» **Problem description**
Set down, exactly as written, every line from the top of the records below to the line containing "($500K) before the", both ends included, and no others.

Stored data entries
● ● ● ●

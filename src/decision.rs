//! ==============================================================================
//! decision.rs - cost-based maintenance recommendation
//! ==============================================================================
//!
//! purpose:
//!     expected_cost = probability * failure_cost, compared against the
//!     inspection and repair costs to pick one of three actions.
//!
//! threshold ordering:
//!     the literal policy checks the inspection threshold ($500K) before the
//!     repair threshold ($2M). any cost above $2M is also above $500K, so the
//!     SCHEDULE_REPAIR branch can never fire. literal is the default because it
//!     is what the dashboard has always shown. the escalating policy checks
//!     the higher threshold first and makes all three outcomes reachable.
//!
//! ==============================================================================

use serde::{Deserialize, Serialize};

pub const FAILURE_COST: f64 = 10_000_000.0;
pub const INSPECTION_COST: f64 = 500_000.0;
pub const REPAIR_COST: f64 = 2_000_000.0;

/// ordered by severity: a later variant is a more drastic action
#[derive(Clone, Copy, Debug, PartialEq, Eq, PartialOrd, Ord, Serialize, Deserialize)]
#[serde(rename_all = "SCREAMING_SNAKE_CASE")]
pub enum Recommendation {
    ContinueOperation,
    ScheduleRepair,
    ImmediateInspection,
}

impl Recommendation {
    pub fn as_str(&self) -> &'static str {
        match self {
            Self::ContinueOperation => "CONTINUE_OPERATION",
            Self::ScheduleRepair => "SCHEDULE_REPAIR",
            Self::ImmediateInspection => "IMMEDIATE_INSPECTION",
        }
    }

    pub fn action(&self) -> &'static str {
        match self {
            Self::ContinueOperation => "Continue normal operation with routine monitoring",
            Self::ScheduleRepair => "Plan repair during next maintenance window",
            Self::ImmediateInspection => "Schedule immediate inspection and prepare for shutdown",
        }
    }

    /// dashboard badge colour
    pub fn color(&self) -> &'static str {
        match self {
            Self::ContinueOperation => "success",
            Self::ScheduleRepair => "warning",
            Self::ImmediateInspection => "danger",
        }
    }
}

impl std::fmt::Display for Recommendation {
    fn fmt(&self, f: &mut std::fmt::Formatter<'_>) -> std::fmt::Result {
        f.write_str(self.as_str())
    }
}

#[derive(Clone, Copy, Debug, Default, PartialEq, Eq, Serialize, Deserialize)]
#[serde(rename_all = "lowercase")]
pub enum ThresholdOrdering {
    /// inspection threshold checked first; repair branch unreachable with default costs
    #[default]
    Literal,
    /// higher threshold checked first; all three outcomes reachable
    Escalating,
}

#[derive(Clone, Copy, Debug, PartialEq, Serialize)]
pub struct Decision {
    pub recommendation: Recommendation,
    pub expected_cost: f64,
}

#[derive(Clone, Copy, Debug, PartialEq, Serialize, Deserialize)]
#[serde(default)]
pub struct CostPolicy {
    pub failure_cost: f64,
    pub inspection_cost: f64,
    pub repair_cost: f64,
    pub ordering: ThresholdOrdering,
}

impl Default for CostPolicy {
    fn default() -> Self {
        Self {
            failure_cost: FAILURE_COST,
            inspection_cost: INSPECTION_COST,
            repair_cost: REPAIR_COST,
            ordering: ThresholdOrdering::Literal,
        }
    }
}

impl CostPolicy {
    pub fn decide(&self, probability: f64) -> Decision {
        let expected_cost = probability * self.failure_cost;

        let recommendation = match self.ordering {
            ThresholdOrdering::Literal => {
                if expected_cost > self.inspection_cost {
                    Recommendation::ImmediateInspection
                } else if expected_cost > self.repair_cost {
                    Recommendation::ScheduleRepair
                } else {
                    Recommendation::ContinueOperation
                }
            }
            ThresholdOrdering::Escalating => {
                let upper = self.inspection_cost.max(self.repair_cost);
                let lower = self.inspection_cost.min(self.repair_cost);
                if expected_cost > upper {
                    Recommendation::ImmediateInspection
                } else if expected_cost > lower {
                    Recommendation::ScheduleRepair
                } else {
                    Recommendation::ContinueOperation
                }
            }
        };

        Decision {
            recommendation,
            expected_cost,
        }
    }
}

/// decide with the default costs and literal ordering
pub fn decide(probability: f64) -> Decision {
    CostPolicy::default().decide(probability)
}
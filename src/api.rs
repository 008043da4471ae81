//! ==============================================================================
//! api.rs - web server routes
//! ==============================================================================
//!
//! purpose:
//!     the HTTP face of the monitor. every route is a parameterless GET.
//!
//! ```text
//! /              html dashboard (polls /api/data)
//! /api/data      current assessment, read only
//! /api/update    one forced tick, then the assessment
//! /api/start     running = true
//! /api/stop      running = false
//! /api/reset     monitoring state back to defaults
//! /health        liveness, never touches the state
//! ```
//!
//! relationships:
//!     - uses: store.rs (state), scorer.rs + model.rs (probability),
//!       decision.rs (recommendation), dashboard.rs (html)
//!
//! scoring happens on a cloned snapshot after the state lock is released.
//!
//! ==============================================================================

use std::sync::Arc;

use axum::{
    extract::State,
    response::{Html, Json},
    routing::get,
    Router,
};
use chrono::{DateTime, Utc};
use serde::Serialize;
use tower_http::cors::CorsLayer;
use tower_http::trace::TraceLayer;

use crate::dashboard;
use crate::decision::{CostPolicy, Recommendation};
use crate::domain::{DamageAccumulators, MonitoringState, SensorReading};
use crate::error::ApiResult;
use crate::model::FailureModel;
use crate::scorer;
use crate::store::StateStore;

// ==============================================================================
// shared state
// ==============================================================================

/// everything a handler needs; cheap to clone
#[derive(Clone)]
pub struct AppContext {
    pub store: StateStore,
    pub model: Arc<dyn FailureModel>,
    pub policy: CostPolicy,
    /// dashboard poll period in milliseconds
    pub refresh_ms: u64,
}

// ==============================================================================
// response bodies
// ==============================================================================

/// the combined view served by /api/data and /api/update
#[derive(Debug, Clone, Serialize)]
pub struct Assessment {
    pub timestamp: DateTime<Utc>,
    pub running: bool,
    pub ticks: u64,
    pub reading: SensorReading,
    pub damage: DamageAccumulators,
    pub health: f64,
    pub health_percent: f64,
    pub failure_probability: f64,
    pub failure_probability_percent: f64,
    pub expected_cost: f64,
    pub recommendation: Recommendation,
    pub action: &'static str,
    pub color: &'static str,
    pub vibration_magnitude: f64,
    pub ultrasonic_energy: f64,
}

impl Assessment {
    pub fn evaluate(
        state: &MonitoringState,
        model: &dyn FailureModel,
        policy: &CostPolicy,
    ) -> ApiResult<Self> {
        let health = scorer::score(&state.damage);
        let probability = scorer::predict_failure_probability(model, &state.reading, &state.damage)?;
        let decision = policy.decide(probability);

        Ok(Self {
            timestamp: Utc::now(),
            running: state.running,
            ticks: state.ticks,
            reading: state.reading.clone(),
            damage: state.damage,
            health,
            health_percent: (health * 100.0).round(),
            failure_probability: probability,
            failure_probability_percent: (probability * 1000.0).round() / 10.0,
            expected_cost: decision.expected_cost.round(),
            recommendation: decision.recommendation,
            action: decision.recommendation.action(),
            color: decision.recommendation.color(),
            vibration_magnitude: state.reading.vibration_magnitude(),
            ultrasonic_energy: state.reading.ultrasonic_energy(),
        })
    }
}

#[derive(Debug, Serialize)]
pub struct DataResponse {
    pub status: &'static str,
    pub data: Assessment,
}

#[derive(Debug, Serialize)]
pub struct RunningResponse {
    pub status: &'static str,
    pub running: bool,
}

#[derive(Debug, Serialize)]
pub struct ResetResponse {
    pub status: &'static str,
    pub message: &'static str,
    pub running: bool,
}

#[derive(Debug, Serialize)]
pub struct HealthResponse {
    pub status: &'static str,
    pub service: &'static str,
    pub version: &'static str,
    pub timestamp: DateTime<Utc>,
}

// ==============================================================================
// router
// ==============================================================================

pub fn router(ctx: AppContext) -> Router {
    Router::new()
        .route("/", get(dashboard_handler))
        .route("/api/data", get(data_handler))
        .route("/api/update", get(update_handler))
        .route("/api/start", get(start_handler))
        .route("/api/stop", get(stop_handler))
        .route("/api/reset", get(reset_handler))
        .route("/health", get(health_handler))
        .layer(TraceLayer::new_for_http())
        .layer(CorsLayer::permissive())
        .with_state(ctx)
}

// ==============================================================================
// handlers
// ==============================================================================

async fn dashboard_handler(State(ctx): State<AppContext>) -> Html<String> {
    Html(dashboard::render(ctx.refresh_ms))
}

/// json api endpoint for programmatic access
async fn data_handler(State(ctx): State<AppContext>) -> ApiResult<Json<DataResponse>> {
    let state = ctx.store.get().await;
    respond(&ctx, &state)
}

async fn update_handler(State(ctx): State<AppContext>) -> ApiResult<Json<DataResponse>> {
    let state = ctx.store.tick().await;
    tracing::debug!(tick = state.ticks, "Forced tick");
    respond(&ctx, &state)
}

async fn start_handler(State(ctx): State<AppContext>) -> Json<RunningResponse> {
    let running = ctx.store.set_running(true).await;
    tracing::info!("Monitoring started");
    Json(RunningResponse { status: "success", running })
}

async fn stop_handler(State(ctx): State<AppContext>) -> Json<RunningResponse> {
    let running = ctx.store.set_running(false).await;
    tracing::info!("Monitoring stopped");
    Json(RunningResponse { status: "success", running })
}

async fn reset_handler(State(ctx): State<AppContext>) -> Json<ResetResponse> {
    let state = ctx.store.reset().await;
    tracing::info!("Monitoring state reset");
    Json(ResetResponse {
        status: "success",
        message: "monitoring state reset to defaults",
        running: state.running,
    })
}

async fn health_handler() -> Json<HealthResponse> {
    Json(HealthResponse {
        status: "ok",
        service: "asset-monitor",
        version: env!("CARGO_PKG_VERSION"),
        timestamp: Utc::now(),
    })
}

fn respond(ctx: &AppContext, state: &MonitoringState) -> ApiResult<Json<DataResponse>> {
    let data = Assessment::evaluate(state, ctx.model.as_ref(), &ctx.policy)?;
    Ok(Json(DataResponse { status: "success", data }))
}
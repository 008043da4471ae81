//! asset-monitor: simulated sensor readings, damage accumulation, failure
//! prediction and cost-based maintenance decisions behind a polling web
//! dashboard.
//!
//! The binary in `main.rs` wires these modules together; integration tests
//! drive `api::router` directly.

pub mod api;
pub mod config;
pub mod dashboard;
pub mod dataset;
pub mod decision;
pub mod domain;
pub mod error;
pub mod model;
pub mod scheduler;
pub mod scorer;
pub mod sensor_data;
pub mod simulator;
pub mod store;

● ● ● ●

» **Reply**
filename src/decision.rs
//! ==============================================================================
//! decision.rs - cost-based maintenance recommendation
//! ==============================================================================
//!
//! purpose:
//!     expected_cost = probability * failure_cost, compared against the
//!     inspection and repair costs to pick one of three actions.
//!
//! threshold ordering:
//!     the literal policy checks the inspection threshold ($500K) before the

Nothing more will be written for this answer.